Major tributaries of the main branch include:
- Franklin River (also known as the Franklin branch of the River Rouge)
- Farmbrook Branches (flow off river into two rivers running into Farmbrook Road & Franklin, Michigan)
- Pebble Creek
  - Pernick Creek
- Evan's Creek
- Upper Branch (see below)
- Ashcroft-Sherwood Drain
- Middle Branch (see below)
- Lower Branch (see below)
- Ruby Creek

===Upper branch===
The headwaters of the upper branch rise in southwestern West Bloomfield Township, the southeast corner of Commerce Township, and the northeast corner of Novi. It forms in Farmington Hills with the confluence of Minnow Pond Drain and Seeley Drain, where it flows mostly southeast through Farmington, Livonia, Redford Township and enters the main branch in Eliza Howell park, in western Detroit.
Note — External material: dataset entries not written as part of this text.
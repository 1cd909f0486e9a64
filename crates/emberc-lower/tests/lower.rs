use emberc_lex::lex;
use emberc_lower::{lower_file, Definition, Expression, Literal, Pattern, Statement, Visibility};
use emberc_parse::parse;
use emberc_util::{FileId, Handler};

fn lower_source(source: &str) -> Vec<Definition> {
    let stream = lex(source, FileId::new(0));
    let handler = Handler::new();
    let tree = parse(&stream, &handler).unwrap_or_else(|err| panic!("{source:?} failed to parse: {err}"));
    let (_, definitions) =
        lower_file(&tree, &handler).unwrap_or_else(|err| panic!("{source:?} failed to lower: {err}"));
    definitions
}

#[test]
fn lowering_scenario_public_integer_value_definition() {
    let defs = lower_source("public let x = 39;");
    assert_eq!(defs.len(), 1);
    let Definition::Value(def) = &defs[0] else {
        panic!("expected a ValueDefinition");
    };
    assert_eq!(def.visibility, Visibility::Public);
    assert_eq!(def.defined_identifier().unwrap().as_str(), "x");
    assert_eq!(def.value, Expression::Literal(Literal::Integer(39)));
}

#[test]
fn bare_expression_procedure_body_lifts_into_a_return_statement() {
    let defs = lower_source("let f() = 1;");
    let Definition::Procedure(def) = &defs[0] else {
        panic!("expected a ProcedureDefinition");
    };
    assert_eq!(def.body.statements.len(), 1);
    assert_eq!(
        def.body.statements[0],
        Statement::ReturnStatement(Expression::Literal(Literal::Integer(1)))
    );
}

#[test]
fn record_pattern_bind_reports_no_defined_identifier() {
    let defs = lower_source("let (a, b) = (a = 1, b = 2);");
    let Definition::Value(def) = &defs[0] else {
        panic!("expected a ValueDefinition");
    };
    assert!(def.defined_identifier().is_none());
    assert!(matches!(def.pattern, Pattern::Record(_)));
}

#[test]
fn bare_identifier_pattern_reports_its_name() {
    let defs = lower_source("let x = 1;");
    let Definition::Value(def) = &defs[0] else {
        panic!("expected a ValueDefinition");
    };
    assert_eq!(def.defined_identifier().unwrap().as_str(), "x");
}

#[test]
fn all_five_literal_kinds_lower() {
    let defs = lower_source(
        r#"
        let a = 1;
        let b = 1.5;
        let c = 'x';
        let d = "hi";
        let e = true;
        let f = poison;
        "#,
    );
    let values: Vec<Expression> = defs
        .into_iter()
        .map(|def| match def {
            Definition::Value(def) => def.value,
            other => panic!("expected a ValueDefinition, got {other:?}"),
        })
        .collect();
    assert_eq!(values[0], Expression::Literal(Literal::Integer(1)));
    assert_eq!(values[1], Expression::Literal(Literal::Decimal(1.5)));
    assert_eq!(values[2], Expression::Literal(Literal::Character('x')));
    assert_eq!(values[3], Expression::Literal(Literal::String("hi".into())));
    assert_eq!(values[4], Expression::Literal(Literal::Boolean(true)));
    assert_eq!(values[5], Expression::Literal(Literal::Poison));
}

#[test]
fn string_literal_decodes_known_escapes() {
    let defs = lower_source(r#"let s = "a\nb";"#);
    let Definition::Value(def) = &defs[0] else {
        panic!("expected a ValueDefinition");
    };
    assert_eq!(def.value, Expression::Literal(Literal::String("a\nb".into())));
}

#[test]
fn pointer_type_definition_lowers_recursively() {
    let defs = lower_source("type t = int ptr ptr;");
    let Definition::Type(def) = &defs[0] else {
        panic!("expected a TypeDefinition");
    };
    use emberc_lower::TypeExpression;
    match &def.definition {
        TypeExpression::PointerType(outer) => match outer.as_ref() {
            TypeExpression::PointerType(inner) => match inner.as_ref() {
                TypeExpression::TypeId(name) => assert_eq!(name.as_str(), "int"),
                other => panic!("expected TypeId, got {other:?}"),
            },
            other => panic!("expected a nested PointerType, got {other:?}"),
        },
        other => panic!("expected PointerType, got {other:?}"),
    }
}

#[test]
fn empty_block_bodied_value_definition_is_unimplemented() {
    let stream = lex("let varname{}", FileId::new(0));
    let handler = Handler::new();
    let tree = parse(&stream, &handler).expect("parses fine");
    let err = lower_file(&tree, &handler).expect_err("an empty block has no scalar value");
    assert!(matches!(err, emberc_lower::LowerError::Unimplemented { .. }));
}

#[test]
fn procedure_definition_records_parameter_and_identifier() {
    let defs = lower_source("let add(a, b) { return a; }");
    let Definition::Procedure(def) = &defs[0] else {
        panic!("expected a ProcedureDefinition");
    };
    assert_eq!(def.identifier.as_str(), "add");
    assert_eq!(def.parameter.items.len(), 2);
}

#[test]
fn symbol_table_resolves_named_definitions_by_symbol() {
    use emberc_util::Symbol;
    let stream = lex("let x = 1; type t = int;", FileId::new(0));
    let handler = Handler::new();
    let tree = parse(&stream, &handler).expect("parses fine");
    let (table, definitions) = lower_file(&tree, &handler).expect("lowers fine");
    assert_eq!(table.len(), definitions.len());
    assert!(table.resolve(Symbol::intern("x")).is_some());
    assert!(table.resolve(Symbol::intern("t")).is_some());
}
Tributaries of the upper branch include (from downriver to upriver)

- Bell Branch
  - Show Drain
  - Blue Drain
  - Bell Drain
  - Tarabusi Creek
- Smith Drain
- Minnow Pond Drain
- Seeley Drain

===Middle branch===
The middle branch forms in Northville in northwest Wayne County with the confluence of the "Walled Lake branch" and Johnson Drain. The Walled Lake branch rises in Novi in a marshy drainage area south of Walled Lake, in southwest Oakland County. Johnson Drain rises in Salem Township in northeast Washtenaw County. From Northville, the middle branch flows south through Northville Township and Plymouth Township before turning to the southeast in the city of Plymouth. From Plymouth, it continues through the southwest corner of Livonia into Westland, then along the northern edge of Garden City and into Dearborn Heights where it merges with the main branch near the southern boundary with Dearborn. Other municipalities that are part of the middle branch watershed are Canton Township, Commerce Township, Farmington, Farmington Hills, Lyon Township, Redford Township, and Wixom.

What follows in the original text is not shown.